┌──
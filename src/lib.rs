//! Loyalty Points Engine Library
//! # Overview
//!
//! This library verifies pending loyalty transactions and disburses their
//! points to member ledgers, either one at a time, in bulk, or by matching a
//! point-of-sale CSV export.
//!
//! # Architecture
//!
//! - [`types`] - Core data types (Transaction, Member, LedgerEntry, errors)
//! - [`core`] - Business logic components:
//!   - [`core::traits`] - The versioned `LedgerStore` capability
//!   - [`core::disbursement`] - Conflict-retried, idempotent point credits
//!   - [`core::state_machine`] - pending to verified/rejected transitions
//!   - [`core::bulk_processor`] - Per-member concurrent batch resolution
//!   - [`core::engine`] - Orchestration used by the HTTP API and CLI
//! - [`io`] - CSV reconciliation matching and JSON snapshots
//! - [`api`] - axum HTTP surface
//! - [`cli`] and [`config`] - Argument parsing and service configuration
//!
//! # Tiers
//!
//! A member's tier is derived from lifetime points only:
//!
//! - **Silver**: below 10,000
//! - **Gold**: 10,000 to 49,999
//! - **Platinum**: 50,000 and above

pub mod api;
pub mod cli;
pub mod config;
pub mod core;
pub mod io;
pub mod types;

pub use core::{
    DisbursementEngine, EngineConfig, InMemoryLedgerStore, LedgerStore, LoyaltyEngine,
    TransactionStateMachine,
};
pub use io::{match_rows, MatchReport, Snapshot};
pub use types::{
    LedgerEntry, LoyaltyError, Member, ResolveAction, StoreError, Tier, Transaction,
    TransactionStatus,
};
└──
**What you will do**
Repeat the whole listing word for word.

**Finished exercise**
filename src/lib.rs
//! Loyalty Points Engine Library
//! # Overview
//!
//! This library verifies pending loyalty transactions and disburses their
//! points to member ledgers, either one at a time, in bulk, or by matching a
//! point-of-sale CSV export.
//!
//! # Architecture
//!
//! - [`types`] - Core data types (Transaction, Member, LedgerEntry, errors)
//! - [`core`] - Business logic components:
//!   - [`core::traits`] - The versioned `LedgerStore` capability
//!   - [`core::disbursement`] - Conflict-retried, idempotent point credits
//!   - [`core::state_machine`] - pending to verified/rejected transitions
//!   - [`core::bulk_processor`] - Per-member concurrent batch resolution
//!   - [`core::engine`] - Orchestration used by the HTTP API and CLI
//! - [`io`] - CSV reconciliation matching and JSON snapshots
//! - [`api`] - axum HTTP surface
//! - [`cli`] and [`config`] - Argument parsing and service configuration
//!
//! # Tiers
//!
//! A member's tier is derived from lifetime points only:
//!
//! - **Silver**: below 10,000
//! - **Gold**: 10,000 to 49,999
//! - **Platinum**: 50,000 and above

pub mod api;
pub mod cli;
pub mod config;
pub mod core;
pub mod io;
pub mod types;

pub use core::{
    DisbursementEngine, EngineConfig, InMemoryLedgerStore, LedgerStore, LoyaltyEngine,
    TransactionStateMachine,
};
pub use io::{match_rows, MatchReport, Snapshot};
pub use types::{
    LedgerEntry, LoyaltyError, Member, ResolveAction, StoreError, Tier, Transaction,
    TransactionStatus,
};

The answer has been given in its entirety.